In the 1980s, he moved to the United States, but kept working for the Galerie Issa until the death of its founder, Issa El-Saieh, in 2005.

His paintings, mingling humorous, historical, and biblical themes, are exhibited worldwide and often auctioned at Sotheby's in New York. He is considered one of the finest Haitian naïf painters, and his murals in the Episcopal Cathedral de Sainte Trinité in Port-au-Prince are considered the most important achievement in Haitian modern art.

Paintings by Seymour Etienne Bottex have been sold by the Friends of HAS Haiti to raise funds for the Hôpital Albert Schweitzer Haiti, located in Deschapelles.

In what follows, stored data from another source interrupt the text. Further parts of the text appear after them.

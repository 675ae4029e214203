//! Retrieval tool gateway.

use neospan_core::Retriever;
use neospan_mcp::error::McpErrorExt;
use neospan_mcp::model::{CallToolResult, Content, ErrorData, Tool};
use neospan_mcp::registry::{ToolRegistry, ToolResult};

use serde::Deserialize;
use serde_json::{Value, json};
use std::sync::Arc;

use crate::xml::format_as_xml;

/// Default number of documents returned per search.
pub const DEFAULT_TOP_K: usize = 4;

fn default_top_k() -> usize {
    DEFAULT_TOP_K
}

/// Arguments for the vector search tool.
#[derive(Debug, Deserialize)]
pub struct SearchArgs {
    /// Natural language question to search with.
    pub query: String,
    /// Maximum number of documents to return.
    #[serde(default = "default_top_k")]
    pub top_k: usize,
}

/// MCP tool for ranked-document retrieval.
///
/// A thin pass-through: no classification, sanitization, or token
/// clipping happens here. The retriever ranks, this crate formats.
pub struct VectorTools {
    retriever: Arc<dyn Retriever>,
}

impl VectorTools {
    /// Create the retrieval tool over a retriever backend.
    pub fn new<R: Retriever + 'static>(retriever: R) -> Self {
        Self {
            retriever: Arc::new(retriever),
        }
    }

    /// Create the retrieval tool sharing an existing retriever handle.
    pub fn with_shared(retriever: Arc<dyn Retriever>) -> Self {
        Self { retriever }
    }
}

impl ToolRegistry for VectorTools {
    fn tools(&self) -> Vec<Tool> {
        let schema = json!({
            "type": "object",
            "properties": {
                "query": {
                    "type": "string",
                    "description": "Natural language question to find relevant documents"
                },
                "top_k": {
                    "type": "integer",
                    "description": "Maximum number of documents to return",
                    "default": DEFAULT_TOP_K
                }
            },
            "required": ["query"]
        });

        let input_schema = match schema {
            Value::Object(map) => Arc::new(map),
            _ => Arc::new(serde_json::Map::new()),
        };

        vec![Tool::new(
            "neo4j_vector",
            "Find documents in the Neo4j database based on natural language input",
            input_schema,
        )]
    }

    fn call(&self, name: &str, args: Value) -> Option<ToolResult> {
        if name != "neo4j_vector" {
            return None;
        }

        let retriever = Arc::clone(&self.retriever);
        Some(Box::pin(async move {
            let args: SearchArgs = serde_json::from_value(args)
                .map_err(|e| ErrorData::invalid_params(e.to_string(), None))?;

            let documents = retriever
                .search(&args.query, args.top_k)
                .await
                .map_err(|e| {
                    tracing::error!(
                        error = %e,
                        query = %args.query,
                        retriever = retriever.name(),
                        "error executing retrieval query"
                    );
                    e.to_mcp_error()
                })?;

            tracing::debug!(
                documents = documents.len(),
                retriever = retriever.name(),
                "retrieval query returned documents"
            );

            let xml = format_as_xml(&documents, &args.query);
            Ok(CallToolResult::success(vec![Content::text(xml)]))
        }))
    }
}

// ============================================================================
// Tests
// ============================================================================

#[cfg(test)]
#[allow(clippy::unwrap_used)]
mod tests {
    use super::*;
    use async_trait::async_trait;
    use neospan_core::{Error, Result as CoreResult, ScoredDocument};
    use neospan_mcp::model::RawContent;
    use serde_json::json;
    use std::sync::Mutex;

    struct StubRetriever {
        documents: Vec<ScoredDocument>,
        seen: Mutex<Vec<(String, usize)>>,
        fail: bool,
    }

    impl StubRetriever {
        fn with_documents(documents: Vec<ScoredDocument>) -> Self {
            Self {
                documents,
                seen: Mutex::new(Vec::new()),
                fail: false,
            }
        }

        fn failing() -> Self {
            Self {
                documents: Vec::new(),
                seen: Mutex::new(Vec::new()),
                fail: true,
            }
        }
    }

    #[async_trait]
    impl Retriever for StubRetriever {
        async fn search(&self, query: &str, top_k: usize) -> CoreResult<Vec<ScoredDocument>> {
            self.seen.lock().unwrap().push((query.to_string(), top_k));
            if self.fail {
                return Err(Error::Database {
                    code: "Neo.DatabaseError.General.UnknownError".to_string(),
                    message: "index unavailable".to_string(),
                });
            }
            Ok(self.documents.clone())
        }

        fn name(&self) -> &str {
            "stub"
        }
    }

    fn result_text(result: &CallToolResult) -> String {
        match &result.content[0].raw {
            RawContent::Text(t) => t.text.clone(),
            _ => panic!("expected text content"),
        }
    }

    #[test]
    fn test_single_tool_registered() {
        let tools = VectorTools::new(StubRetriever::with_documents(vec![]));
        let listed = tools.tools();
        assert_eq!(listed.len(), 1);
        assert_eq!(listed[0].name, "neo4j_vector");
    }

    #[test]
    fn test_unknown_tool_returns_none() {
        let tools = VectorTools::new(StubRetriever::with_documents(vec![]));
        assert!(tools.call("neo4j_schema", json!({})).is_none());
    }

    #[tokio::test]
    async fn test_documents_returned_as_xml() {
        let tools = VectorTools::new(StubRetriever::with_documents(vec![
            ScoredDocument::new("a shark movie").with_metadata("title", json!("Jaws")),
        ]));

        let result = tools
            .call("neo4j_vector", json!({"query": "shark movie"}))
            .unwrap()
            .await
            .unwrap();

        let xml = result_text(&result);
        assert!(xml.contains("<query>shark movie</query>"));
        assert!(xml.contains("<content>a shark movie</content>"));
        assert!(xml.contains("<title>Jaws</title>"));
    }

    #[tokio::test]
    async fn test_empty_results_message() {
        let tools = VectorTools::new(StubRetriever::with_documents(vec![]));
        let result = tools
            .call("neo4j_vector", json!({"query": "nothing matches"}))
            .unwrap()
            .await
            .unwrap();
        assert_eq!(
            result_text(&result),
            "<results>No relevant documents found.</results>"
        );
    }

    #[tokio::test]
    async fn test_top_k_defaults_and_passes_through() {
        let retriever = Arc::new(StubRetriever::with_documents(vec![]));
        let tools = VectorTools::with_shared(Arc::clone(&retriever) as Arc<dyn Retriever>);

        tools
            .call("neo4j_vector", json!({"query": "a"}))
            .unwrap()
            .await
            .unwrap();
        tools
            .call("neo4j_vector", json!({"query": "b", "top_k": 10}))
            .unwrap()
            .await
            .unwrap();

        let seen = retriever.seen.lock().unwrap();
        assert_eq!(seen[0], ("a".to_string(), DEFAULT_TOP_K));
        assert_eq!(seen[1], ("b".to_string(), 10));
    }

    #[tokio::test]
    async fn test_retriever_error_surfaces() {
        let tools = VectorTools::new(StubRetriever::failing());
        let err = tools
            .call("neo4j_vector", json!({"query": "q"}))
            .unwrap()
            .await
            .unwrap_err();
        assert!(err.message.contains("index unavailable"));
    }

    #[tokio::test]
    async fn test_missing_query_is_invalid_params() {
        let tools = VectorTools::new(StubRetriever::with_documents(vec![]));
        let err = tools
            .call("neo4j_vector", json!({}))
            .unwrap()
            .await
            .unwrap_err();
        assert_eq!(err.code, neospan_mcp::model::ErrorCode::INVALID_PARAMS);
    }
}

According to an invitation to benefit Eye Care from the Embassy of Haiti issued Sunday Oct 16, 1994, "Seymour Etienne Bottex was born in 1920 near Cap-Haïtien. Bottex began painting in 1955 and was encouraged to paint by his brother, Jean-Baptiste, already a well-known artist. Bottex scenes are often colorful. Humorous themes are sometimes represented in his work. His paintings have been exhibited in the United States, England, France and Italy..."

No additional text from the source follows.